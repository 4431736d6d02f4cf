//! Bounded cache of hardware queues and their buffer sets.
//!
//! Creating and disposing a native queue is expensive, so playback sessions
//! borrow a queue from this pool instead of owning one. Released queues go
//! back on the idle list up to a fixed capacity; beyond that they are torn
//! down so resident native handles stay bounded under churn.

use std::sync::{Arc, Mutex};

use crate::engine::{AudioEngine, BufferId, CompletionHandler, EngineError, QueueId, StreamFormat};

pub(crate) struct QueuePool {
    engine: Arc<dyn AudioEngine>,
    format: StreamFormat,
    buffer_size: usize,
    buffers_per_queue: usize,
    capacity: usize,
    on_complete: CompletionHandler,
    inner: Mutex<PoolInner>,
}

#[derive(Default)]
struct PoolInner {
    unused: Vec<PoolItem>,
    used: Vec<PoolItem>,
}

#[derive(Clone)]
struct PoolItem {
    queue: QueueId,
    buffers: Vec<BufferId>,
}

impl QueuePool {
    pub(crate) fn new(
        engine: Arc<dyn AudioEngine>,
        format: StreamFormat,
        buffer_size: usize,
        buffers_per_queue: usize,
        capacity: usize,
        on_complete: CompletionHandler,
    ) -> Self {
        Self {
            engine,
            format,
            buffer_size,
            buffers_per_queue,
            capacity,
            on_complete,
            inner: Mutex::new(PoolInner::default()),
        }
    }

    /// Pay the native allocation cost for a full complement of queues once,
    /// before playback starts.
    ///
    /// Only valid at construction time, before any player can acquire.
    pub(crate) fn prewarm(&self) -> Result<(), EngineError> {
        for _ in 0..self.capacity {
            self.acquire()?;
        }
        let mut inner = self.inner.lock().unwrap();
        let mut used = std::mem::take(&mut inner.used);
        inner.unused.append(&mut used);
        Ok(())
    }

    /// Borrow an idle queue, constructing a fresh one when none is cached.
    ///
    /// On a construction failure nothing is retained: a queue whose buffer
    /// allocation fails is disposed before the error is returned.
    pub(crate) fn acquire(&self) -> Result<(QueueId, Vec<BufferId>), EngineError> {
        let mut inner = self.inner.lock().unwrap();

        if let Some(item) = inner.unused.pop() {
            let handles = (item.queue, item.buffers.clone());
            inner.used.push(item);
            return Ok(handles);
        }

        let queue = self.engine.new_queue(self.format, self.on_complete.clone())?;
        let mut buffers = Vec::with_capacity(self.buffers_per_queue);
        for _ in 0..self.buffers_per_queue {
            match self.engine.allocate_buffer(queue, self.buffer_size) {
                Ok(buffer) => buffers.push(buffer),
                Err(err) => {
                    // Unwind the half-built queue; the pool keeps no record
                    // of it.
                    if let Err(dispose_err) = self.engine.dispose(queue) {
                        tracing::warn!(error = %dispose_err, "disposing half-built queue failed");
                    }
                    return Err(err);
                }
            }
        }

        inner.used.push(PoolItem {
            queue,
            buffers: buffers.clone(),
        });
        Ok((queue, buffers))
    }

    /// Return a borrowed queue.
    ///
    /// The item goes back on the idle list while total residency (idle plus
    /// lent out) stays below capacity; otherwise it is torn down. Teardown
    /// failures are reported, but the item is gone from the pool's
    /// bookkeeping either way.
    pub(crate) fn release(&self, queue: QueueId) -> Result<(), EngineError> {
        let item = {
            let mut inner = self.inner.lock().unwrap();
            let Some(pos) = inner.used.iter().position(|item| item.queue == queue) else {
                return Ok(());
            };
            let item = inner.used.remove(pos);
            if inner.unused.len() + inner.used.len() < self.capacity {
                inner.unused.push(item);
                return Ok(());
            }
            item
        };

        tracing::debug!(queue = item.queue.0, "pool at capacity, tearing queue down");
        let mut first_err = None;
        for buffer in &item.buffers {
            if let Err(err) = self.engine.free_buffer(item.queue, *buffer) {
                first_err.get_or_insert(err);
            }
        }
        if let Err(err) = self.engine.dispose(item.queue) {
            first_err.get_or_insert(err);
        }
        match first_err {
            Some(err) => Err(err),
            None => Ok(()),
        }
    }

    /// Queues currently cached or lent out. Diagnostic only.
    pub(crate) fn resident_items(&self) -> usize {
        let inner = self.inner.lock().unwrap();
        inner.unused.len() + inner.used.len()
    }

    /// Queues sitting on the idle list. Diagnostic only.
    pub(crate) fn idle_items(&self) -> usize {
        self.inner.lock().unwrap().unused.len()
    }
}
------------------------------------------------------------------------
• PROBLEM STATEMENT: Print the whole listing exactly as it is.

• WRITTEN REPLY:
repository 4431736d6d02f4cf
//! Bounded cache of hardware queues and their buffer sets.
//!
//! Creating and disposing a native queue is expensive, so playback sessions
//! borrow a queue from this pool instead of owning one. Released queues go
//! back on the idle list up to a fixed capacity; beyond that they are torn
//! down so resident native handles stay bounded under churn.

use std::sync::{Arc, Mutex};

use crate::engine::{AudioEngine, BufferId, CompletionHandler, EngineError, QueueId, StreamFormat};

pub(crate) struct QueuePool {
    engine: Arc<dyn AudioEngine>,
    format: StreamFormat,
    buffer_size: usize,
    buffers_per_queue: usize,
    capacity: usize,
    on_complete: CompletionHandler,
    inner: Mutex<PoolInner>,
}

#[derive(Default)]
struct PoolInner {
    unused: Vec<PoolItem>,
    used: Vec<PoolItem>,
}

#[derive(Clone)]
struct PoolItem {
    queue: QueueId,
    buffers: Vec<BufferId>,
}

impl QueuePool {
    pub(crate) fn new(
        engine: Arc<dyn AudioEngine>,
        format: StreamFormat,
        buffer_size: usize,
        buffers_per_queue: usize,
        capacity: usize,
        on_complete: CompletionHandler,
    ) -> Self {
        Self {
            engine,
            format,
            buffer_size,
            buffers_per_queue,
            capacity,
            on_complete,
            inner: Mutex::new(PoolInner::default()),
        }
    }

    /// Pay the native allocation cost for a full complement of queues once,
    /// before playback starts.
    ///
    /// Only valid at construction time, before any player can acquire.
    pub(crate) fn prewarm(&self) -> Result<(), EngineError> {
        for _ in 0..self.capacity {
            self.acquire()?;
        }
        let mut inner = self.inner.lock().unwrap();
        let mut used = std::mem::take(&mut inner.used);
        inner.unused.append(&mut used);
        Ok(())
    }

    /// Borrow an idle queue, constructing a fresh one when none is cached.
    ///
    /// On a construction failure nothing is retained: a queue whose buffer
    /// allocation fails is disposed before the error is returned.
    pub(crate) fn acquire(&self) -> Result<(QueueId, Vec<BufferId>), EngineError> {
        let mut inner = self.inner.lock().unwrap();

        if let Some(item) = inner.unused.pop() {
            let handles = (item.queue, item.buffers.clone());
            inner.used.push(item);
            return Ok(handles);
        }

        let queue = self.engine.new_queue(self.format, self.on_complete.clone())?;
        let mut buffers = Vec::with_capacity(self.buffers_per_queue);
        for _ in 0..self.buffers_per_queue {
            match self.engine.allocate_buffer(queue, self.buffer_size) {
                Ok(buffer) => buffers.push(buffer),
                Err(err) => {
                    // Unwind the half-built queue; the pool keeps no record
                    // of it.
                    if let Err(dispose_err) = self.engine.dispose(queue) {
                        tracing::warn!(error = %dispose_err, "disposing half-built queue failed");
                    }
                    return Err(err);
                }
            }
        }

        inner.used.push(PoolItem {
            queue,
            buffers: buffers.clone(),
        });
        Ok((queue, buffers))
    }

    /// Return a borrowed queue.
    ///
    /// The item goes back on the idle list while total residency (idle plus
    /// lent out) stays below capacity; otherwise it is torn down. Teardown
    /// failures are reported, but the item is gone from the pool's
    /// bookkeeping either way.
    pub(crate) fn release(&self, queue: QueueId) -> Result<(), EngineError> {
        let item = {
            let mut inner = self.inner.lock().unwrap();
            let Some(pos) = inner.used.iter().position(|item| item.queue == queue) else {
                return Ok(());
            };
            let item = inner.used.remove(pos);
            if inner.unused.len() + inner.used.len() < self.capacity {
                inner.unused.push(item);
                return Ok(());
            }
            item
        };

        tracing::debug!(queue = item.queue.0, "pool at capacity, tearing queue down");
        let mut first_err = None;
        for buffer in &item.buffers {
            if let Err(err) = self.engine.free_buffer(item.queue, *buffer) {
                first_err.get_or_insert(err);
            }
        }
        if let Err(err) = self.engine.dispose(item.queue) {
            first_err.get_or_insert(err);
        }
        match first_err {
            Some(err) => Err(err),
            None => Ok(()),
        }
    }

    /// Queues currently cached or lent out. Diagnostic only.
    pub(crate) fn resident_items(&self) -> usize {
        let inner = self.inner.lock().unwrap();
        inner.unused.len() + inner.used.len()
    }

    /// Queues sitting on the idle list. Diagnostic only.
    pub(crate) fn idle_items(&self) -> usize {
        self.inner.lock().unwrap().unused.len()
    }
}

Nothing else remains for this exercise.